Farm Garden Update

So, how is our lovely garden doing this year?  Well let me tell ya, it ain’t lovely, and it ain’t doing much!  Our first year gardening in Georgia has been a challenge, and the rewards for our hard work have been minimal.  But, (there’s always a but!) the effort we’re putting in this year, will mean better harvests in the future.  At least, here’s to hoping…

It looked fairly well-kept in the beginning 😉

The challenges we faced this year with our first year garden read like a Who’s Who of Garden Pests.  This year, we’ve battled:

Aphids (a variety of flavors)

Bacterial spot

Cabbage worm

Cucumber beetles

Corn earworm

Early blight

Flea beetles

Japanese beetles

Kudzu beetle (apparently they eat more than kudzu 😡)

Leaf-footed bug

Mexican bean beetle

Powdery mildew

Squash bugs

Squash vine borer

Stink bugs

Tobacco hornworm

And these are the ones that I KNOW about and have confirmed damage from.

Fat, juicy tobacco hornworm feasting on one of my tomato plants

As it turns out, I have been spoiled rotten by our easy gardening in Up Nort’.  Georgia’s got bugs, and lots of them!  It doesn’t help that last winter was particularly mild down here, so the bug season this summer is particularly bad.

Despite what we were facing, I was determined to try to maintain an organic approach to dealing with these pests and other issues in the garden.  This year, I used neem oil on plants to control many common pests, and manual picking and Bt bacterial spray to control for hornworms and other caterpillars.  Milk spray works wonders on powdery mildew.  The plants also receive fish emulsion for fertilizer.

I had help from beneficial insects in the garden, too.  Spiders guard our tomato plants, wasps and hornets provide aerial support, big fat black beetles patrol the ground, and ladybugs and praying mantises hunt among the leafy canopies.  Neighborhood dogs, a few of which live outside all of the time, chase off deer, rabbits, squirrels, raccoons and other animals.

Yellow Garden Spider ~ I had to be extra careful harvesting tomatoes

While our pests are numerous this year (at least, compared to what we’ve dealt with before), it is encouraging to see the beneficial insects come out in force.  There were a number of times I was ready to throw in the organic towel and nuke everything with Sevin, but I am glad I didn’t.  Maintaining an organic approach helps beneficial insects gain a foothold and overall is better for the health of the garden and our own!  The garden wasn’t a complete loss – I’ve harvested a variety of veggies and put them up – but our yields were low and the produce quality wasn’t the best.
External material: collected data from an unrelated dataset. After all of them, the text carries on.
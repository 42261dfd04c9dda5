//! REST transport seam
//!
//! The dispatcher hands one message at a time to a [`RestTransport`] and
//! reads the status and rate-limit headers of what comes back.

use async_trait::async_trait;
use herald_core::ChannelId;
use reqwest::header::{HeaderMap, AUTHORIZATION, USER_AGENT};
use serde::Serialize;
use std::fmt;
use std::time::Duration;
use thiserror::Error;

/// Header carrying the window capacity
pub const RATE_LIMIT_LIMIT: &str = "x-ratelimit-limit";

/// Header carrying seconds until the window resets
pub const RATE_LIMIT_RESET_AFTER: &str = "x-ratelimit-reset-after";

/// User agent sent when none is configured
pub const DEFAULT_USER_AGENT: &str = concat!("DiscordBot (herald, ", env!("CARGO_PKG_VERSION"), ")");

/// A message bound for one channel
#[derive(Debug, Clone, PartialEq, Eq)]
pub struct OutboundMessage {
    pub channel_id: ChannelId,
    pub content: String,
}

/// Rate-limit information reported by a response
#[derive(Debug, Clone, Copy, Default, PartialEq, Eq)]
pub struct RateLimitHeaders {
    pub limit: Option<u32>,
    pub reset_after: Option<Duration>,
}

impl RateLimitHeaders {
    /// Read the headers, ignoring values that do not parse
    pub fn from_headers(headers: &HeaderMap) -> Self {
        let limit = header_str(headers, RATE_LIMIT_LIMIT).and_then(|value| value.trim().parse().ok());
        let reset_after = header_str(headers, RATE_LIMIT_RESET_AFTER)
            .and_then(|value| value.trim().parse::<f64>().ok())
            .filter(|secs| secs.is_finite() && *secs >= 0.0)
            .and_then(|secs| Duration::try_from_secs_f64(secs).ok());

        Self { limit, reset_after }
    }
}

fn header_str<'a>(headers: &'a HeaderMap, name: &str) -> Option<&'a str> {
    headers.get(name).and_then(|value| value.to_str().ok())
}

/// What the server answered
#[derive(Debug, Clone, PartialEq, Eq)]
pub struct RestResponse {
    pub status: u16,
    pub rate_limit: RateLimitHeaders,
    pub body: String,
}

impl RestResponse {
    pub fn is_success(&self) -> bool {
        (200..300).contains(&self.status)
    }
}

/// The request never produced a response
#[derive(Debug, Clone, Error)]
#[error("Request failed: {0}")]
pub struct TransportError(pub String);

impl From<reqwest::Error> for TransportError {
    fn from(err: reqwest::Error) -> Self {
        Self(err.to_string())
    }
}

/// Delivers one message
#[async_trait]
pub trait RestTransport: Send + Sync + 'static {
    async fn post_message(&self, message: &OutboundMessage) -> Result<RestResponse, TransportError>;
}

#[derive(Serialize)]
struct CreateMessageBody<'a> {
    content: &'a str,
    tts: bool,
}

/// `POST {api_base}/channels/{id}/messages` over reqwest
#[derive(Clone)]
pub struct HttpRestTransport {
    http: reqwest::Client,
    api_base: String,
    token: String,
    user_agent: String,
}

impl HttpRestTransport {
    pub fn new(api_base: impl Into<String>, token: impl Into<String>) -> Self {
        Self {
            http: reqwest::Client::new(),
            api_base: api_base.into().trim_end_matches('/').to_string(),
            token: token.into(),
            user_agent: DEFAULT_USER_AGENT.to_string(),
        }
    }

    #[must_use]
    pub fn with_user_agent(mut self, user_agent: impl Into<String>) -> Self {
        self.user_agent = user_agent.into();
        self
    }

    #[must_use]
    pub fn with_client(mut self, http: reqwest::Client) -> Self {
        self.http = http;
        self
    }

    fn message_url(&self, channel_id: ChannelId) -> String {
        format!("{}/channels/{channel_id}/messages", self.api_base)
    }
}

#[async_trait]
impl RestTransport for HttpRestTransport {
    async fn post_message(&self, message: &OutboundMessage) -> Result<RestResponse, TransportError> {
        let response = self
            .http
            .post(self.message_url(message.channel_id))
            .header(AUTHORIZATION, format!("Bot {}", self.token))
            .header(USER_AGENT, &self.user_agent)
            .json(&CreateMessageBody {
                content: &message.content,
                tts: false,
            })
            .send()
            .await?;

        let status = response.status().as_u16();
        let rate_limit = RateLimitHeaders::from_headers(response.headers());
        let body = response.text().await.unwrap_or_default();

        Ok(RestResponse {
            status,
            rate_limit,
            body,
        })
    }
}

impl fmt::Debug for HttpRestTransport {
    fn fmt(&self, f: &mut fmt::Formatter<'_>) -> fmt::Result {
        f.debug_struct("HttpRestTransport")
            .field("api_base", &self.api_base)
            .field("token", &"[redacted]")
            .field("user_agent", &self.user_agent)
            .finish()
    }
}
Next year, I plan to take a more preventative approach to deter pests instead of waiting to treat for them once they appear.  First and foremost, we’ll continue to improve on the health of our soil.  Healthy soil means healthy, strong plants that will be more resistant to the onslaught of 6 legged buffet-goers.  Adding lots of compostable material, nitrogen-rich chicken manure, and amendments such as lime and bone meal will help tremendously.  Also, weekly preventative spraying with neem oil and Bt will hopefully prevent many of the pests we battled this year from making an appearance.  This year, I also learned about proper solarization of the soil and pruning of tomato plants to help prevent blight, so I’m excited to give that a go next year!

All in all, I’ve learned to take it in stride.  Sure, the big garden I planned didn’t… well… go as planned!  That’s life.  I learned a lot about Georgia gardening this year and will continue to do so, and every year will be better, either in harvest or in learning experiences!  Given the challenges we faced this summer, we’ve decided not to do a fall garden this year.  Our soil remains poor and we need to improve and build upon that foundation first.  This winter, we’ll expand our orchard and berry bushes, and come spring, we’ll be ready for battle!